Todo lo que nos rodea es química. Nosotros, incluso, estamos hechos de átomos y moléculas. En nuestras células se producen millones de reacciones cada minuto. Y claro, con tanta química por ahí, las diferentes sustancias químicas producen distintos efectos en nuestro organismo.
La cafeína nos mantiene despiertos. El paracetamol nos baja la fiebre. La capsaicina es la culpable de los pimientos y los chiles nos resulten picantes. Estas moléculas son ‘principios activos’. Sustancias que, por diferentes motivos, interaccionan con nuestras células y desencadenan una determinada respuesta.
Los principios activos son los ingredientes principales de los medicamentos. Pero no los únicos. Los medicamentos también tienen otros ingredientes llamados excipientes que ayudan a que podamos tomarlos y absorberlos más fácilmente. Otros excipientes pueden ser también edulcorantes, saborizantes y colorantes, que ayudan a que los medicamentos tengan mejor sabor.
Muchos principios activos se encuentran en la naturaleza. El ejemplo más clásico es, sin duda, el ácido salicílico, un precursor de la aspirina que se aísla de la corteza del sauce. Se dice que las antiguas civilizaciones ya utilizaban ungüentos de sauce para calmar el dolor.
Incluso hay estudios que sugieren que los neandertales también conocían los efectos terapéuticos de este árbol. Pero los recursos naturales son limitados.

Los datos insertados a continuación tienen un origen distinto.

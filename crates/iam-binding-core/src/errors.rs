//! Error types for binding reconciliation
//!
//! Two layers: [`UpdaterError`] is what a policy updater reports about the
//! remote authority, [`BindingError`] is what a lifecycle operation reports to
//! the hosting framework. Every updater failure is wrapped with the phase it
//! happened in, so callers can tell a failed fetch from a rejected commit.

use thiserror::Error;

/// Failure reported by a [`PolicyUpdater`](crate::PolicyUpdater) or its factory
#[derive(Debug, Clone, PartialEq, Eq, Error)]
pub enum UpdaterError {
    /// The submitted etag no longer matches the stored policy
    #[error("Etag conflict: {message}")]
    Conflict {
        /// Error message describing the conflicting write
        message: String,
    },

    /// The target resource does not exist
    #[error("Not found: {message}")]
    NotFound {
        /// Error message describing what was not found
        message: String,
    },

    /// The caller may not read or write the policy
    #[error("Permission denied: {message}")]
    PermissionDenied {
        /// Error message describing the permission issue
        message: String,
    },

    /// Transport or remote service failure
    #[error("Transport error: {message}")]
    Transport {
        /// Error message describing the transport failure
        message: String,
    },

    /// The declared state or configuration cannot address a resource
    #[error("Invalid: {message}")]
    Invalid {
        /// Error message describing the invalid input
        message: String,
    },
}

impl UpdaterError {
    /// Create an etag conflict error
    pub fn conflict(message: impl Into<String>) -> Self {
        Self::Conflict {
            message: message.into(),
        }
    }

    /// Create a not found error
    pub fn not_found(message: impl Into<String>) -> Self {
        Self::NotFound {
            message: message.into(),
        }
    }

    /// Create a permission denied error
    pub fn permission_denied(message: impl Into<String>) -> Self {
        Self::PermissionDenied {
            message: message.into(),
        }
    }

    /// Create a transport error
    pub fn transport(message: impl Into<String>) -> Self {
        Self::Transport {
            message: message.into(),
        }
    }

    /// Create an invalid input error
    pub fn invalid(message: impl Into<String>) -> Self {
        Self::Invalid {
            message: message.into(),
        }
    }

    /// Whether the remote authority rejected a stale etag
    pub fn is_conflict(&self) -> bool {
        matches!(self, Self::Conflict { .. })
    }
}

/// Failure of a binding lifecycle operation
#[derive(Debug, Clone, PartialEq, Eq, Error)]
pub enum BindingError {
    /// No updater could be built for the declared state
    #[error("Cannot build policy updater: {source}")]
    UpdaterConstruction {
        /// Underlying factory failure
        #[source]
        source: UpdaterError,
    },

    /// Fetching the current policy failed
    #[error("Error retrieving IAM policy for {resource}: {source}")]
    RemoteFetch {
        /// Human readable description of the target resource
        resource: String,
        /// Underlying updater failure
        #[source]
        source: UpdaterError,
    },

    /// Committing the modified policy failed
    #[error("Error setting IAM policy for {resource}: {source}")]
    RemoteCommit {
        /// Human readable description of the target resource
        resource: String,
        /// Underlying updater failure
        #[source]
        source: UpdaterError,
    },

    /// The policy mutation refused to produce a policy
    #[error("Policy mutation failed: {message}")]
    Mutation {
        /// Error message describing the rejected mutation
        message: String,
    },

    /// The declared binding is unusable
    #[error("Invalid binding: {message}")]
    InvalidBinding {
        /// Error message describing the invalid binding
        message: String,
    },
}

impl BindingError {
    /// Wrap a factory failure
    pub fn construction(source: UpdaterError) -> Self {
        Self::UpdaterConstruction { source }
    }

    /// Wrap a fetch failure for the described resource
    pub fn fetch(resource: impl Into<String>, source: UpdaterError) -> Self {
        Self::RemoteFetch {
            resource: resource.into(),
            source,
        }
    }

    /// Wrap a commit failure for the described resource
    pub fn commit(resource: impl Into<String>, source: UpdaterError) -> Self {
        Self::RemoteCommit {
            resource: resource.into(),
            source,
        }
    }

    /// Create a mutation error
    pub fn mutation(message: impl Into<String>) -> Self {
        Self::Mutation {
            message: message.into(),
        }
    }

    /// Create an invalid binding error
    pub fn invalid_binding(message: impl Into<String>) -> Self {
        Self::InvalidBinding {
            message: message.into(),
        }
    }

    /// Whether this is a commit rejected because another writer got there first
    ///
    /// Only commit conflicts are worth re-running a whole cycle for; a fetch
    /// never carries an etag.
    pub fn is_conflict(&self) -> bool {
        matches!(self, Self::RemoteCommit { source, .. } if source.is_conflict())
    }
}

/// Standard Result type for binding operations
pub type Result<T> = std::result::Result<T, BindingError>;

#[cfg(test)]
mod tests {
    use super::*;

    #[test]
    fn test_error_display() {
        let err = BindingError::fetch("project \"demo\"", UpdaterError::transport("timed out"));
        assert_eq!(
            err.to_string(),
            "Error retrieving IAM policy for project \"demo\": Transport error: timed out"
        );
    }

    #[test]
    fn test_conflict_only_on_commit() {
        let commit = BindingError::commit("demo", UpdaterError::conflict("stale etag"));
        assert!(commit.is_conflict());

        let fetch = BindingError::fetch("demo", UpdaterError::conflict("stale etag"));
        assert!(!fetch.is_conflict());

        let denied = BindingError::commit("demo", UpdaterError::permission_denied("no"));
        assert!(!denied.is_conflict());
    }

    #[test]
    fn test_missing_resource_on_fetch() {
        let err = BindingError::fetch("demo", UpdaterError::not_found("project demo"));
        assert_eq!(
            err.to_string(),
            "Error retrieving IAM policy for demo: Not found: project demo"
        );
        assert!(!err.is_conflict());
    }

    #[test]
    fn test_source_chain() {
        use std::error::Error as _;

        let err = BindingError::construction(UpdaterError::invalid("missing project"));
        let source = err.source().map(ToString::to_string);
        assert_eq!(source.as_deref(), Some("Invalid: missing project"));
    }
}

Por ello, los químicos han encontrado maneras de preparar estas sustancias en sus laboratorios.
Los principios activos sintetizados en el laboratorio son exactamente iguales a los que se aíslan de la naturaleza. Totalmente indistinguibles. La morfina que se prepara en un matraz tiene el mismo efecto que la que se aísla de las amapolas. Además de preservar los recursos naturales, al preparar los fármacos en un laboratorio aseguramos su pureza.